Can't suggest brands as I'm in the UK.


----------



## GotGarlic (Dec 30, 2016)

I'm just blown away that someone threw away 20 pounds of poultry because they didn't know how to butcher it. Is there really no one you could ask first? Send a picture to a friend or family member, or take a picture of it to the Kroger grocery store where you work and ask in the butcher department?


----------



## rodentraiser (Dec 30, 2016)

If you don't know, you don't know. And for all we know, maybe it was cooked correctly and was just a bad bird. 

My mom opened a bacon package she had just gotten from the store the day before and it reeked to high heaven. She wouldn't cook it and got her money back from the store. She tossed the whole pound. I baked some frozen fries out of a bag once and 4" from my nose, one of the french fries smelled like an outhouse. I tossed the whole bag (and haven't bought another one since). Bad stuff gets into packaging sometimes.


----------



## medtran49 (Dec 30, 2016)

Kayelle said:


> Hmmm CC, me thinks we have some leg pulling going on here.



Me too.  It's really hard to believe somebody wouldn't flip it over while they were trying to figure out what was wrong.


----------



## Whiskadoodle (Dec 30, 2016)

My BIL roasts his turkeys upside down on purpose.  Apparently the first time he did this, he flipped it right side up halfway.  What a hot mess.  Now he just leaves them breast side down completely.  He also uses probe and instant read thermometers, so his come out pretty juicy moist and   not overcooked.


Well, we did this.  And we were both old enough to know better.  Could not find the packet of giblets inside the bird.  Finally after a complete cave exploration and head scratching, gave up and decided that they didn’t include it.    Didn’t stuff the bird other than some chopped onion,  apples, whatever.  On carving up  the bird, voila’ – there was that pesky packet of giblets that I really wished we had to make stock for gravy.


----------



## GotGarlic (Dec 30, 2016)

rodentraiser said:


> If you don't know, you don't know. And for all we know, maybe it was cooked correctly and was just a bad bird.
> 
> My mom opened a bacon package she had just gotten from the store the day before and it reeked to high heaven. She wouldn't cook it and got her money back from the store. She tossed the whole pound. I baked some frozen fries out of a bag once and 4" from my nose, one of the french fries smelled like an outhouse. I tossed the whole bag (and haven't bought another one since). Bad stuff gets into packaging sometimes.

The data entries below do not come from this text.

#![allow(dead_code)]

use vs_core::EngineResult;
use vs_core::Rect;
use vs_dom::DomHost;
use vs_dom::MemoryDom;
use vs_dom::NodeId;
use vs_dom::PageEvent;
use vs_engine::Engine;
use vs_engine::EngineConfig;
use vs_sites::SiteRules;

pub const VIDEO_RECT: Rect = Rect::new(100.0, 50.0, 640.0, 360.0);

pub fn ok<T>(result: EngineResult<T>) -> T {
    match result {
        Ok(value) => value,
        Err(error) => panic!("{error}"),
    }
}

pub fn engine(hostname: &str) -> Engine<MemoryDom> {
    Engine::new(
        MemoryDom::new(hostname),
        EngineConfig::default(),
        &SiteRules::builtin(),
    )
}

pub fn body(engine: &Engine<MemoryDom>) -> NodeId {
    engine.host().body().unwrap_or_else(|| unreachable!())
}

/// Inserts a video into the body with the shared test rectangle.
pub fn add_video(engine: &mut Engine<MemoryDom>, src: Option<&str>) -> NodeId {
    let body = body(engine);
    let video = ok(engine.host_mut().insert_video(body, src));
    ok(engine.host_mut().set_rect(video, VIDEO_RECT));
    video
}

/// A page with one video that has been through the load scan.
pub fn loaded_page(hostname: &str, src: Option<&str>) -> (Engine<MemoryDom>, NodeId) {
    let mut engine = engine(hostname);
    let video = add_video(&mut engine, src);
    engine.handle(PageEvent::Load);
    engine.flush_mutations();
    (engine, video)
}

pub fn panel_count(engine: &Engine<MemoryDom>) -> usize {
    let body = body(engine);
    engine
        .host()
        .children(body)
        .into_iter()
        .filter(|child| engine.host().has_class(*child, "vs-controller"))
        .count()
}

pub fn live_rate(engine: &Engine<MemoryDom>, video: NodeId) -> f64 {
    engine
        .host()
        .playback_rate(video)
        .unwrap_or_else(|| unreachable!())
}
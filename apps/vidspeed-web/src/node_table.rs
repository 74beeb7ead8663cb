//! Id-to-node bookkeeping for the browser host.

use std::collections::HashMap;
use std::collections::HashSet;
use vs_dom::NodeId;

/// Maps engine ids to live node handles.
///
/// Pinned entries stay until forgotten. Everything else is transient and
/// dropped by [`NodeTable::release_transient`] once the event that surfaced
/// it has been handled, so the table never keeps a page node alive on its own.
#[derive(Debug)]
pub struct NodeTable<N> {
    nodes: HashMap<NodeId, N>,
    transient: HashSet<NodeId>,
}

impl<N> Default for NodeTable<N> {
    fn default() -> Self {
        Self {
            nodes: HashMap::new(),
            transient: HashSet::new(),
        }
    }
}

impl<N: Clone> NodeTable<N> {
    /// Tracks `node` under `id`. A transient insert never demotes a pinned entry.
    pub fn insert(&mut self, id: NodeId, node: N, pinned: bool) {
        if pinned {
            self.transient.remove(&id);
        } else if !self.nodes.contains_key(&id) {
            self.transient.insert(id);
        }
        self.nodes.insert(id, node);
    }

    /// Keeps a tracked node past the current event. Returns `false` for
    /// unknown ids.
    pub fn pin(&mut self, id: NodeId) -> bool {
        if !self.nodes.contains_key(&id) {
            return false;
        }
        self.transient.remove(&id);
        true
    }

    /// Lets a pinned node go with the next release.
    pub fn unpin(&mut self, id: NodeId) {
        if self.nodes.contains_key(&id) {
            self.transient.insert(id);
        }
    }

    pub fn get(&self, id: NodeId) -> Option<N> {
        self.nodes.get(&id).cloned()
    }

    pub fn is_pinned(&self, id: NodeId) -> bool {
        self.nodes.contains_key(&id) && !self.transient.contains(&id)
    }

    pub fn forget(&mut self, id: NodeId) {
        self.nodes.remove(&id);
        self.transient.remove(&id);
    }

    pub fn release_transient(&mut self) {
        for id in self.transient.drain() {
            self.nodes.remove(&id);
        }
    }

    pub fn len(&self) -> usize {
        self.nodes.len()
    }

    pub fn is_empty(&self) -> bool {
        self.nodes.is_empty()
    }
}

Throwing out food that smells bad is obviously not the same as throwing out 20 pounds of poultry because the breast isn't where you thought it should be. And I understand that people don't always know what they're doing. I'm just surprised they threw this away without asking for help first.


----------



## Zagut (Dec 31, 2016)

Kayelle said:


> Hmmm CC, me thinks we have some leg pulling going on here.


 

Pulling the leg is a good thing.

I love the dark meat.


----------



## Roll_Bones (Jan 4, 2017)

GotGarlic said:


> I'm just blown away that someone threw away 20 pounds of poultry because they didn't know how to butcher it. Is there really no one you could ask first? Send a picture to a friend or family member, or take a picture of it to the Kroger grocery store where you work and ask in the butcher department?





medtran49 said:


> Me too.  It's really hard to believe somebody wouldn't flip it over while they were trying to figure out what was wrong.



+1



Whiskadoodle said:


> My BIL roasts his turkeys upside down on purpose.  Apparently the first time he did this, he flipped it right side up halfway.  What a hot mess.  Now he just leaves them breast side down completely.  He also uses probe and instant read thermometers, so his come out pretty juicy moist and   not overcooked.
> 
> 
> Well, we did this.  And we were both old enough to know better.  Could not find the packet of giblets inside the bird.  Finally after a complete cave exploration and head scratching, gave up and decided that they didn’t include it.    Didn’t stuff the bird other than some chopped onion,  apples, whatever.  On carving up  the bird, voila’ – there was that pesky packet of giblets that I really wished we had to make stock for gravy.



I roast my turkeys upside down for the first half of roasting, then carefully using a few layers of paper towels in each hand I am able to turn it quite easy.
For Christmas I received a pair of oven gloves.  The kind that you can wash.  I think the outside is silicone. Juice proof outside.  Soft inside.
So now it will be even easier.  The last bird I had to flip over was 23 pounds. 
Even though its not to hard to do, it is a bit of a deal when its time to turn it.  But worth it.
Fully roasting upside down seems like a fine idea.


----------